-- Data section follows --

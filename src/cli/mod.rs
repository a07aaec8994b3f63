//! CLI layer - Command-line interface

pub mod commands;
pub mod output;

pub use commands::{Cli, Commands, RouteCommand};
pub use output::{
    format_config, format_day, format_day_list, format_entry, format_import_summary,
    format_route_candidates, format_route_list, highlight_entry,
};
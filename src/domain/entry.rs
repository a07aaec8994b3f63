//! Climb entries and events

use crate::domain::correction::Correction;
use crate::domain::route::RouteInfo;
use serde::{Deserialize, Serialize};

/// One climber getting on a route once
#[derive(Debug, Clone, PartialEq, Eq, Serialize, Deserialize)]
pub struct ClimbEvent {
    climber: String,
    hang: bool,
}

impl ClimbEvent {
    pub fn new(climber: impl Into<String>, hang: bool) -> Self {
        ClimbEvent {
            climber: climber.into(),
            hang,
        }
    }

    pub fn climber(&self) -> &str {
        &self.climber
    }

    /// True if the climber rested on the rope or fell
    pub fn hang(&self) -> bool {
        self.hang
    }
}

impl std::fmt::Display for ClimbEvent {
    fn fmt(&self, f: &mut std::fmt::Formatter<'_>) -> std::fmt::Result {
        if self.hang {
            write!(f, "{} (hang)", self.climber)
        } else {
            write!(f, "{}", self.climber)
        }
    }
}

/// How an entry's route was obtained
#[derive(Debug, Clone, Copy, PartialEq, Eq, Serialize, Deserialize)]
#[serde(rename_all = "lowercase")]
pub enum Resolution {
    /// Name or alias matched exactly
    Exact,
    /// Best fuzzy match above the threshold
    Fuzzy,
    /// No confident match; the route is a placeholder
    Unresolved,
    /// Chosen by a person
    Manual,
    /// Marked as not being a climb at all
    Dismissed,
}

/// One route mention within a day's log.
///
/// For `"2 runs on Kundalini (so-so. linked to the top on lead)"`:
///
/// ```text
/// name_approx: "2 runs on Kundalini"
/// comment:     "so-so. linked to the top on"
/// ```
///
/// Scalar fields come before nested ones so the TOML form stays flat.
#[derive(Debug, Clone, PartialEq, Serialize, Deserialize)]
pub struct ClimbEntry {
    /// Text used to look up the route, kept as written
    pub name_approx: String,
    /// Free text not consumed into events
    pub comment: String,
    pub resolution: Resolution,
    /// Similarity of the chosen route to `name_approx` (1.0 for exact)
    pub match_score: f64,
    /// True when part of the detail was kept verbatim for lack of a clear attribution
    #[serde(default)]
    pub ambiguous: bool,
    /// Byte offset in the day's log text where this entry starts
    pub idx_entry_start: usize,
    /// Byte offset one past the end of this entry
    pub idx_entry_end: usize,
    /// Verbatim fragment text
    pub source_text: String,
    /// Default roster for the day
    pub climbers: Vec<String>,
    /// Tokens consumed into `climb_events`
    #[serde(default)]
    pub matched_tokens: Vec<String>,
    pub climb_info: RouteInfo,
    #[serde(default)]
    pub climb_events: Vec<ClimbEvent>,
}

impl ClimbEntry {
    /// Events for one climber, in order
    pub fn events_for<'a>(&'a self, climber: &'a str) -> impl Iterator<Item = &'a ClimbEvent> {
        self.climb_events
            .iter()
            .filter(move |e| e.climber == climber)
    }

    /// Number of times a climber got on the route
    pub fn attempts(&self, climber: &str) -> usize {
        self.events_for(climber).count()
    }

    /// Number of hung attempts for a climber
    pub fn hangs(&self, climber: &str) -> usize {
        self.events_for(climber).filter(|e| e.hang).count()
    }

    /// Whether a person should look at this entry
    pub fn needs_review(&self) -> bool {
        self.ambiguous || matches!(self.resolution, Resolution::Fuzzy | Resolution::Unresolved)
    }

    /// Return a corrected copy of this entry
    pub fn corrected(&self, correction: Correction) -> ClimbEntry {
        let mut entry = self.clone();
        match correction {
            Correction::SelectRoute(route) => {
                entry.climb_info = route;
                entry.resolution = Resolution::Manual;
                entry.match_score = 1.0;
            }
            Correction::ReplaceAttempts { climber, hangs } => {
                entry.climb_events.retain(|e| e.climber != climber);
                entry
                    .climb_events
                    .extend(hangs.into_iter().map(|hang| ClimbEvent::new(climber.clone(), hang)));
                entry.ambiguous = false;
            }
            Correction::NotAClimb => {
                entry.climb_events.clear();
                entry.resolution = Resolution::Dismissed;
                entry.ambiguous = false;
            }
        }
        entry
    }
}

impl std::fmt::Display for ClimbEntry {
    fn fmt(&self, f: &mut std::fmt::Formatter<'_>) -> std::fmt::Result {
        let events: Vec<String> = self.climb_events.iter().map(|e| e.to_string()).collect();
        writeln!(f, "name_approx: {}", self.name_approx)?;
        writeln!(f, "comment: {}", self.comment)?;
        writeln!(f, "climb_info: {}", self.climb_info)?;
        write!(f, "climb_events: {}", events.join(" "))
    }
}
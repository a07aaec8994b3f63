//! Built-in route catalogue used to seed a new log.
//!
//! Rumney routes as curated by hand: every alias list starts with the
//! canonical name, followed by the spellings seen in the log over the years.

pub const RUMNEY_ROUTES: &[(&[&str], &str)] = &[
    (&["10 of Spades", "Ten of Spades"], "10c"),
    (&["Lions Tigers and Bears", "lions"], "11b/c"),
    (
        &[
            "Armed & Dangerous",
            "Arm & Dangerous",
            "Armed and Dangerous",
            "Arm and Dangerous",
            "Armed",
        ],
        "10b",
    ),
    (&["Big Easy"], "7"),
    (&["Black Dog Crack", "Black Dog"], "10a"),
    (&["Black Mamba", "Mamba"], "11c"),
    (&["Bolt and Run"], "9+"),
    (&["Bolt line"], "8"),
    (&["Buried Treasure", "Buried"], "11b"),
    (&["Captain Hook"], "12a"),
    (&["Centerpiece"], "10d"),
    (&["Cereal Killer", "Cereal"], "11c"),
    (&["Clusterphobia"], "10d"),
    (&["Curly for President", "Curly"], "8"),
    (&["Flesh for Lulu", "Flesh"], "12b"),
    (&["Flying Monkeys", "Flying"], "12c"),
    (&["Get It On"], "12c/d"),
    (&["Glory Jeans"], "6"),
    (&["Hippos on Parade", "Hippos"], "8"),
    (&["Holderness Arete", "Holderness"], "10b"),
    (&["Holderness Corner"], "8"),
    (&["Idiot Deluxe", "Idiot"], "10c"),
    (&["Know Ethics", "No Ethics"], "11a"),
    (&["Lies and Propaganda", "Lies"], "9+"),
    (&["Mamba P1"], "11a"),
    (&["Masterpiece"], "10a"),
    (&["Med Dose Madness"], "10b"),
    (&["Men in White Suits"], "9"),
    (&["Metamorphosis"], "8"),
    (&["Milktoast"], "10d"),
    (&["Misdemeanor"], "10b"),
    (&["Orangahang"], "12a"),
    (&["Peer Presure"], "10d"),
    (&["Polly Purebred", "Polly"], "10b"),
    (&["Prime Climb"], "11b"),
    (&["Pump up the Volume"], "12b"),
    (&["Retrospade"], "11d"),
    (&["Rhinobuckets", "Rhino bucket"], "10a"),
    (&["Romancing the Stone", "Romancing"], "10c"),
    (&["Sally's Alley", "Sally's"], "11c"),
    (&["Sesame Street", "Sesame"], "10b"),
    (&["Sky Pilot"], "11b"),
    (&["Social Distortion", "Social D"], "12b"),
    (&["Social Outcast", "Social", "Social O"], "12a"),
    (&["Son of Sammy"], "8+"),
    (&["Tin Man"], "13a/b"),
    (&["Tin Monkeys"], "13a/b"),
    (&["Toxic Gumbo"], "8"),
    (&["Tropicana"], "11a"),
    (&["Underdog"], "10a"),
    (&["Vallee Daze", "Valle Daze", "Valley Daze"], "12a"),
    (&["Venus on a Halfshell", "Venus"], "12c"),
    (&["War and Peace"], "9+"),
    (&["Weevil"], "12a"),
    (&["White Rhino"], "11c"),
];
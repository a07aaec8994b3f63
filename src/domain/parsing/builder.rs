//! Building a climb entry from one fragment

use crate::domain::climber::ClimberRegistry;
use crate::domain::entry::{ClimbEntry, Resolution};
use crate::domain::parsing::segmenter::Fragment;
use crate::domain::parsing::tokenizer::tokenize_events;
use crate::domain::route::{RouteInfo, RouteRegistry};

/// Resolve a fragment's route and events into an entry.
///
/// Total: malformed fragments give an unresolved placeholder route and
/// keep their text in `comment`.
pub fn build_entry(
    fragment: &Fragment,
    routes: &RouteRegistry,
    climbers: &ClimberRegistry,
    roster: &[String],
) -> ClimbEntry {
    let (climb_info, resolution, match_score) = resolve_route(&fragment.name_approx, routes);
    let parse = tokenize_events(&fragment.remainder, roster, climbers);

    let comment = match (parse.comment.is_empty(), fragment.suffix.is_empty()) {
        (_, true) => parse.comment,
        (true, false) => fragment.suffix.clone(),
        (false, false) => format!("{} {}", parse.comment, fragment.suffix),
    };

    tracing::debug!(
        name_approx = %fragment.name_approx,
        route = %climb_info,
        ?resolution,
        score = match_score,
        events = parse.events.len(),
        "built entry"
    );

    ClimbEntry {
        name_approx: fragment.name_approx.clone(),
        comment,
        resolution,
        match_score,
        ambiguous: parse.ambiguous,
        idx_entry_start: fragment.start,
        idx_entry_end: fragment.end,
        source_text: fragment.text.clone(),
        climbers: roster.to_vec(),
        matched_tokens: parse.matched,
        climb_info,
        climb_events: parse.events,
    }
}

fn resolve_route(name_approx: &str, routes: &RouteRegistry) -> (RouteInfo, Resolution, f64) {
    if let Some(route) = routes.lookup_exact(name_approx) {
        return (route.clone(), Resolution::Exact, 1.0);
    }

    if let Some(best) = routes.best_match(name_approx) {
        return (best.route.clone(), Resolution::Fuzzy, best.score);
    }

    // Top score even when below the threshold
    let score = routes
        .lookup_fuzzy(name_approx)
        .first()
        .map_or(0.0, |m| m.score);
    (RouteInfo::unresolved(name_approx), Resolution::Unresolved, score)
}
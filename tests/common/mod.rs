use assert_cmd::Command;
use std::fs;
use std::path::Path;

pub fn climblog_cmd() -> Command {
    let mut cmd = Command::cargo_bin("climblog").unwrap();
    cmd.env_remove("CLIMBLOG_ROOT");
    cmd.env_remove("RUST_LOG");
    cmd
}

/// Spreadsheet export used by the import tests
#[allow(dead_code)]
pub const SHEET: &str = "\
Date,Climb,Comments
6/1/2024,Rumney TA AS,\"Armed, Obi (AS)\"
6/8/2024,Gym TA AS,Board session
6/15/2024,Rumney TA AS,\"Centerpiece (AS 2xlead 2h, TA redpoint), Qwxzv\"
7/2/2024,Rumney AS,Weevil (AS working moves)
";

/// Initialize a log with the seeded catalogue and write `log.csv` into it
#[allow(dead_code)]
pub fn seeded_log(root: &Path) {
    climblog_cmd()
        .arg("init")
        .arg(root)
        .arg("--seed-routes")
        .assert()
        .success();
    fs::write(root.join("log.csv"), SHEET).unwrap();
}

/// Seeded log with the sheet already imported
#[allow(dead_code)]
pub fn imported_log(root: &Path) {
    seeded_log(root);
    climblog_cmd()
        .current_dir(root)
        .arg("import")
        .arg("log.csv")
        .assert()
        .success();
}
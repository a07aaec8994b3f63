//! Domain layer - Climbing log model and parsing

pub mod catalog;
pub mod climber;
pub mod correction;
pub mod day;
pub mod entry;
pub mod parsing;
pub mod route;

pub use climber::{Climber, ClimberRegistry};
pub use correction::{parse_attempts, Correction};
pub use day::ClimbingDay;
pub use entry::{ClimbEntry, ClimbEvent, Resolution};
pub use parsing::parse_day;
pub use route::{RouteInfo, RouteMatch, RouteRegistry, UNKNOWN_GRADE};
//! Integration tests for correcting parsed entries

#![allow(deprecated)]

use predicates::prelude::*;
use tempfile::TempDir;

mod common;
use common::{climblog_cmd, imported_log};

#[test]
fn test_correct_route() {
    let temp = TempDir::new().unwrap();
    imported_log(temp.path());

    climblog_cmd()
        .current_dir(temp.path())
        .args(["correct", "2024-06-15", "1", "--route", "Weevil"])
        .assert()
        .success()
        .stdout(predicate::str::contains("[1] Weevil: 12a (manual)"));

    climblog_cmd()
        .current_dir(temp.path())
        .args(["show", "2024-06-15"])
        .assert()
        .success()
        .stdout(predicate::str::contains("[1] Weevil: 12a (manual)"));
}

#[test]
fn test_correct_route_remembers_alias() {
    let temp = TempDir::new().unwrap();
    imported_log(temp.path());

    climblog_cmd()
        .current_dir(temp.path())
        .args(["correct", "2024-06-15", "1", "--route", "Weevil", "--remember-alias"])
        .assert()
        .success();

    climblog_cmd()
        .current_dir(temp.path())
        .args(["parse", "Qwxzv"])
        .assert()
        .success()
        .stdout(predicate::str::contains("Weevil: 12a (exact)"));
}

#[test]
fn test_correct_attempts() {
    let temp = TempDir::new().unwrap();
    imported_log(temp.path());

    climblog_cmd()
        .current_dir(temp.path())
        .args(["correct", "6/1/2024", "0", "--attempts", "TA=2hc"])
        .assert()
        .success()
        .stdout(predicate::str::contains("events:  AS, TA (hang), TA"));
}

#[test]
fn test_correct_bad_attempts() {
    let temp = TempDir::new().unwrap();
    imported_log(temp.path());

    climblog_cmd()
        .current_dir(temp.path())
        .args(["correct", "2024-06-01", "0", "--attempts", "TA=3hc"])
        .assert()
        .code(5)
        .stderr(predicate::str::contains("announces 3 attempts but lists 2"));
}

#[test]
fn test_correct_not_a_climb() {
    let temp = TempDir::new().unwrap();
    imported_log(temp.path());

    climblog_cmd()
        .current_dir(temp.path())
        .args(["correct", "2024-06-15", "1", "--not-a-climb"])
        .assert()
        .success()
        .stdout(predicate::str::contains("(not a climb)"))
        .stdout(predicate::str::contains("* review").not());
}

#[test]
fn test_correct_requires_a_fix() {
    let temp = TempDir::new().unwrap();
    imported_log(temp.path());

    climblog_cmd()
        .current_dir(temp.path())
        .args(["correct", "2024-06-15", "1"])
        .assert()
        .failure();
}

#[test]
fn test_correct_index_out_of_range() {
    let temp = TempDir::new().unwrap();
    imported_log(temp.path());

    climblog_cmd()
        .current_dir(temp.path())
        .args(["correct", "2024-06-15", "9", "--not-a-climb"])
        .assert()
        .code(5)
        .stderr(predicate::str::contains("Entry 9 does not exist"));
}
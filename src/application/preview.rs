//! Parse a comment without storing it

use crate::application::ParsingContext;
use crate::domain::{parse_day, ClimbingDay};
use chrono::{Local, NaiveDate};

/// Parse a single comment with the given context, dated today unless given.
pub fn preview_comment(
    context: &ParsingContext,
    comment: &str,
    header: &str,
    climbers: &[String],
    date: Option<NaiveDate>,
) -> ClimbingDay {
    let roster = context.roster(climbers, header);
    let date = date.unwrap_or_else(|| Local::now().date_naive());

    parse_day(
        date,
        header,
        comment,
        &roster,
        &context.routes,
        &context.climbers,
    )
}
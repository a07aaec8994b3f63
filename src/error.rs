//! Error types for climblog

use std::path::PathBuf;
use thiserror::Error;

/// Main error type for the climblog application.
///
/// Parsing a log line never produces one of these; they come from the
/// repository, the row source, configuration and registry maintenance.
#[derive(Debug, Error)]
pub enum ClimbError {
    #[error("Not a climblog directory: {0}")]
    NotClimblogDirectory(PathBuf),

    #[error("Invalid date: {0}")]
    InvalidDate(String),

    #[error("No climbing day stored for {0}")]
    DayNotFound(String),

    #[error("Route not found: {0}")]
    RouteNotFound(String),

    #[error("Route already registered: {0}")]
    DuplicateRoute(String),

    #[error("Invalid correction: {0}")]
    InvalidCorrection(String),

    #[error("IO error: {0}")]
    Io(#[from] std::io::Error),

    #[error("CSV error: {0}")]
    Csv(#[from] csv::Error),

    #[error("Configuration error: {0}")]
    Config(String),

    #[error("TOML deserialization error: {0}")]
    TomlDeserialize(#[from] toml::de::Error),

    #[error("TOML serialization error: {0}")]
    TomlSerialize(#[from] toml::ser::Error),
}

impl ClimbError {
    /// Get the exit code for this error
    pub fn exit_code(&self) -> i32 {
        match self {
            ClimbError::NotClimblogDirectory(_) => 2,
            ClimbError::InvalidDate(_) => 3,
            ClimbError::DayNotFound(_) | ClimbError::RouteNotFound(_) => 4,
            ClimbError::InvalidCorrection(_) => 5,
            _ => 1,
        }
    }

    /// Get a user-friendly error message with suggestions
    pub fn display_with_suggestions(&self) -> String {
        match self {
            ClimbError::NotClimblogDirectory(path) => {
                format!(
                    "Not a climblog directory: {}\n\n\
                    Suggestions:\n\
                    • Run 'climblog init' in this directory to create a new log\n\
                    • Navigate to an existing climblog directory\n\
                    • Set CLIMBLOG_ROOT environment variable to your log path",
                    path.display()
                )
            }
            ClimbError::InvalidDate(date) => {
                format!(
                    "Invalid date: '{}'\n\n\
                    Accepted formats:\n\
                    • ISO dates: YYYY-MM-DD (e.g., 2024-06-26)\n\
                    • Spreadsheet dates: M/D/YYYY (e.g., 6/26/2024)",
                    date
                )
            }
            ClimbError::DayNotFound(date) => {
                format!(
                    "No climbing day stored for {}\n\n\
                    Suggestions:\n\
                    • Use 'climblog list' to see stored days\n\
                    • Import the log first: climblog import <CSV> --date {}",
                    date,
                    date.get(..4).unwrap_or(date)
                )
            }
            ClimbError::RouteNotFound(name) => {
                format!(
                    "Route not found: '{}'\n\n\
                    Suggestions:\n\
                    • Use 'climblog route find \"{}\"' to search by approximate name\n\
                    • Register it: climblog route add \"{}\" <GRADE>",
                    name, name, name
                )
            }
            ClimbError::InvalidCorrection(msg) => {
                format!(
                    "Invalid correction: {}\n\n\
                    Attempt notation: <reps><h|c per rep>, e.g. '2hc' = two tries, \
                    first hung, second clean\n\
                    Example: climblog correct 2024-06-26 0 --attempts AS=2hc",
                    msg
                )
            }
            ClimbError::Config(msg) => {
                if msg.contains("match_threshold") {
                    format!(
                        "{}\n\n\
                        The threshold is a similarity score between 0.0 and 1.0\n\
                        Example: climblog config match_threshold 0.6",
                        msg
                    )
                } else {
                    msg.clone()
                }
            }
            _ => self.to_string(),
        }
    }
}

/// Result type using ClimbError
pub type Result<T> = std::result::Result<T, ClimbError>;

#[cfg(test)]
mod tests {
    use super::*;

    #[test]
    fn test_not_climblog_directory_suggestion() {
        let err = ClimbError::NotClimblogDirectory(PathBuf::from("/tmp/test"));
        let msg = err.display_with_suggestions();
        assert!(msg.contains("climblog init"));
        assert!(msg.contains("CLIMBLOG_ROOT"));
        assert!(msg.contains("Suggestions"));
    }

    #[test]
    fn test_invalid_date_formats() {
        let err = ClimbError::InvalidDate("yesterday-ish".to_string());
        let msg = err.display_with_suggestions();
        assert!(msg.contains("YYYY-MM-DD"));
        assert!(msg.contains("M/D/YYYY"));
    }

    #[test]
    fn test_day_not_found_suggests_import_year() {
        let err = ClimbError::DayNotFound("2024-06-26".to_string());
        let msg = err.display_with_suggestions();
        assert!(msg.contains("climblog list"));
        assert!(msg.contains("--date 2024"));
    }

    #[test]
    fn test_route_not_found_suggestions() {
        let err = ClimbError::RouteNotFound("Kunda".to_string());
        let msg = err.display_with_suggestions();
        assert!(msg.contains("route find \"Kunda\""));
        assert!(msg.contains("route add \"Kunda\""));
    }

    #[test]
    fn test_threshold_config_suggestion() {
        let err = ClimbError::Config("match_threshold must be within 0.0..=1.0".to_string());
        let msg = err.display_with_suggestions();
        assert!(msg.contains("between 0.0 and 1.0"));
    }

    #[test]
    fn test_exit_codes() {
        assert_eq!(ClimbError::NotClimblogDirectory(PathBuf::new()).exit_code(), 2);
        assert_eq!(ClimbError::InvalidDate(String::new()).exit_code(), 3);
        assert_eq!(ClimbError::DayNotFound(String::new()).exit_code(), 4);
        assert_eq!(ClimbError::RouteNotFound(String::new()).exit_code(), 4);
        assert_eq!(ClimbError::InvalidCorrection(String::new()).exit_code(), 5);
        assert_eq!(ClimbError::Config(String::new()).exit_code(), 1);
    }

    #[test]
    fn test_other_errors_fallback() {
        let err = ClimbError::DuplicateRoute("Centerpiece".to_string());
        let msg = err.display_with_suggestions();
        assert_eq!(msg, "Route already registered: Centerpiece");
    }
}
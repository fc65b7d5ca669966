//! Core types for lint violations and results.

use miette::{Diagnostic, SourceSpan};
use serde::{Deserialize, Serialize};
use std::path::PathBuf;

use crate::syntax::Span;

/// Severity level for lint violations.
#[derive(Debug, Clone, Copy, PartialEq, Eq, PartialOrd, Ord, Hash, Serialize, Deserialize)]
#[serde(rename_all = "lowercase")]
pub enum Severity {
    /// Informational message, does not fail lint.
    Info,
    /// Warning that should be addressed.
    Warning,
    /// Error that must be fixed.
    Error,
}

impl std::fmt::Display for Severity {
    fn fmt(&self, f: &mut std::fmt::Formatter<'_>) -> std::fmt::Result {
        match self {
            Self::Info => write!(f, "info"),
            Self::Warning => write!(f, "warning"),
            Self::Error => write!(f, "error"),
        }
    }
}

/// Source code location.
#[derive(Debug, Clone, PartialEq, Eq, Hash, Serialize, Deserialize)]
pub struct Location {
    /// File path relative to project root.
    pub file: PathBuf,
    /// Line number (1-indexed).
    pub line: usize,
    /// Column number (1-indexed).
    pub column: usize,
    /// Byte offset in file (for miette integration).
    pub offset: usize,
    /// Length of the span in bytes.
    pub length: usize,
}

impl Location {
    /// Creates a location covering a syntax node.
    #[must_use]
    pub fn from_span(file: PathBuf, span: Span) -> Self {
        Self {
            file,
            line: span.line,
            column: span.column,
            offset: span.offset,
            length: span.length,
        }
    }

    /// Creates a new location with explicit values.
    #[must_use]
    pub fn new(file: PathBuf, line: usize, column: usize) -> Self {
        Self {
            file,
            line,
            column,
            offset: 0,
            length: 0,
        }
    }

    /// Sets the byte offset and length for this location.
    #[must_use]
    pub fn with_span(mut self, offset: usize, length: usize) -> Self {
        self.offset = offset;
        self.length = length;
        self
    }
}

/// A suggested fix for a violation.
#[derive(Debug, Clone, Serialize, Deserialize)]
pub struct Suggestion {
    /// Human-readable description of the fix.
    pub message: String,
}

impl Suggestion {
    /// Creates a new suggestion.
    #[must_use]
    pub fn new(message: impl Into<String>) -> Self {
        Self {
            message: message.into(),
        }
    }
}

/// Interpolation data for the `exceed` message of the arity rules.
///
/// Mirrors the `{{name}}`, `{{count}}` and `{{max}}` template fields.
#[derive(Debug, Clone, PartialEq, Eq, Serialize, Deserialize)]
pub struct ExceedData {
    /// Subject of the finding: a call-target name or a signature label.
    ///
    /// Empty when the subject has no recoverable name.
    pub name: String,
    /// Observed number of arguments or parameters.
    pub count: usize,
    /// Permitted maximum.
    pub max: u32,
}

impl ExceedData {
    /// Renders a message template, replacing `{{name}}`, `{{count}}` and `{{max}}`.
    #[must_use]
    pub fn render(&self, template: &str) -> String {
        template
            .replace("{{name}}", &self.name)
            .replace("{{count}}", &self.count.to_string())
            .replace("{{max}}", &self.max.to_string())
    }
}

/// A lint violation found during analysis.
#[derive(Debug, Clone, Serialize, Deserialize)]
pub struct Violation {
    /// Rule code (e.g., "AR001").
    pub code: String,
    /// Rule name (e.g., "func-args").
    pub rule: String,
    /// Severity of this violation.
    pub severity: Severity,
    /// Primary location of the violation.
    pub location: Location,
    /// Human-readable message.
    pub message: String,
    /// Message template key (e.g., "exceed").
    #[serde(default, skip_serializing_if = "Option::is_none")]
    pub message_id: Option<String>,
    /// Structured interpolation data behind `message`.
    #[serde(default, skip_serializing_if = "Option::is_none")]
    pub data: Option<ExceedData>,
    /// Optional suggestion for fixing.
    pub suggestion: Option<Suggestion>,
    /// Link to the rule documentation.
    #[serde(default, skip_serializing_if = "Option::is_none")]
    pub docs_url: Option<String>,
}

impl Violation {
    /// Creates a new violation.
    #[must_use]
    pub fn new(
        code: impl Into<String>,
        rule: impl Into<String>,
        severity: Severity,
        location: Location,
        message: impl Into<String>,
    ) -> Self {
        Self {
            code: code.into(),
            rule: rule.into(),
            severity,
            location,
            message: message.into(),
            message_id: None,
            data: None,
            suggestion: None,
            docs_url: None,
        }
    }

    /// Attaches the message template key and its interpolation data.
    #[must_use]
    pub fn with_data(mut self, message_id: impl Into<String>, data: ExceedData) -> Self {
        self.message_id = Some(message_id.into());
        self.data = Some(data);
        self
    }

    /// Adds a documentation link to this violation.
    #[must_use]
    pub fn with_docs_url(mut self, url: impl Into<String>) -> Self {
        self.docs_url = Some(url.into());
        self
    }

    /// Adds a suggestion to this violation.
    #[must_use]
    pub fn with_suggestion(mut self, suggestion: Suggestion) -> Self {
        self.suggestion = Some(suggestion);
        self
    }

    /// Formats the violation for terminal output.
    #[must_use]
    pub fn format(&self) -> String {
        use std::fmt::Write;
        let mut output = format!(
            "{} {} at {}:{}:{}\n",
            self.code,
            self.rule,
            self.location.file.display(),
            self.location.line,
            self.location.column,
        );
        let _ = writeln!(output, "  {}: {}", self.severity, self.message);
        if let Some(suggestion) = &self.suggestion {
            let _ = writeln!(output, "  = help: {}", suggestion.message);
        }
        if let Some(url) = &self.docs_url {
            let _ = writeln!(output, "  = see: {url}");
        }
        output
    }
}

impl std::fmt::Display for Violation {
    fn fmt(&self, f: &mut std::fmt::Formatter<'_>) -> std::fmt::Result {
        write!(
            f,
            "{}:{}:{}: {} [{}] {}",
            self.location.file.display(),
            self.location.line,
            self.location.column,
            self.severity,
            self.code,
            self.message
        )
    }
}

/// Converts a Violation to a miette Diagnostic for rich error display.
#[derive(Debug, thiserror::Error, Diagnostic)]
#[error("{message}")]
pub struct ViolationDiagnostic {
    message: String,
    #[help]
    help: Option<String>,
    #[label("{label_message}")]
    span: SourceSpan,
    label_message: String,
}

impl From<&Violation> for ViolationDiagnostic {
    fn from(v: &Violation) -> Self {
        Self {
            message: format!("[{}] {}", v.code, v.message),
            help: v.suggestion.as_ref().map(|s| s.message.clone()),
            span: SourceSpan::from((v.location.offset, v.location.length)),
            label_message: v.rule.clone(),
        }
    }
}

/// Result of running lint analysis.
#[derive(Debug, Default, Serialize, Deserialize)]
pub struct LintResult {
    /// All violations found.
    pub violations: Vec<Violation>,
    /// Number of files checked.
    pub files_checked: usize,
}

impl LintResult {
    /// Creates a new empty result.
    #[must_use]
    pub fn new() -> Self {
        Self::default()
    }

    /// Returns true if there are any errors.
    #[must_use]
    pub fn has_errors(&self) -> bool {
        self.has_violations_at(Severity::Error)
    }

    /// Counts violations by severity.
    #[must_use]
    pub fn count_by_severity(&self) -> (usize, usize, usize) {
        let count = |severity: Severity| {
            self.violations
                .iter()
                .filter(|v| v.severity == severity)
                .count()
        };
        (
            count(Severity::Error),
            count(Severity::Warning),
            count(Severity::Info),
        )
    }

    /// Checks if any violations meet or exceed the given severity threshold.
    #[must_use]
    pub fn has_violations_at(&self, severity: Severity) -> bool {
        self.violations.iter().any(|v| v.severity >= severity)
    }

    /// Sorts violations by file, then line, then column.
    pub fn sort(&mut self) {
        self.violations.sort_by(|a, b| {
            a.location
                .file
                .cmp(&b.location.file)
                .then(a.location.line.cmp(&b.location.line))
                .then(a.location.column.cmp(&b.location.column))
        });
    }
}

-- Data section concluded --

[Task]:
Please return exactly the lines from the opening line of the data above through the line with "use crate::domain::correction::Correction;", both included and nothing else.

[Response area]:
filename src/cli/mod.rs
repository a07aaec8994b3f63
//! CLI layer - Command-line interface

pub mod commands;
pub mod output;

pub use commands::{Cli, Commands, RouteCommand};
pub use output::{
    format_config, format_day, format_day_list, format_entry, format_import_summary,
    format_route_candidates, format_route_list, highlight_entry,
};
filename src/domain/entry.rs
repository a07aaec8994b3f63
//! Climb entries and events

use crate::domain::correction::Correction;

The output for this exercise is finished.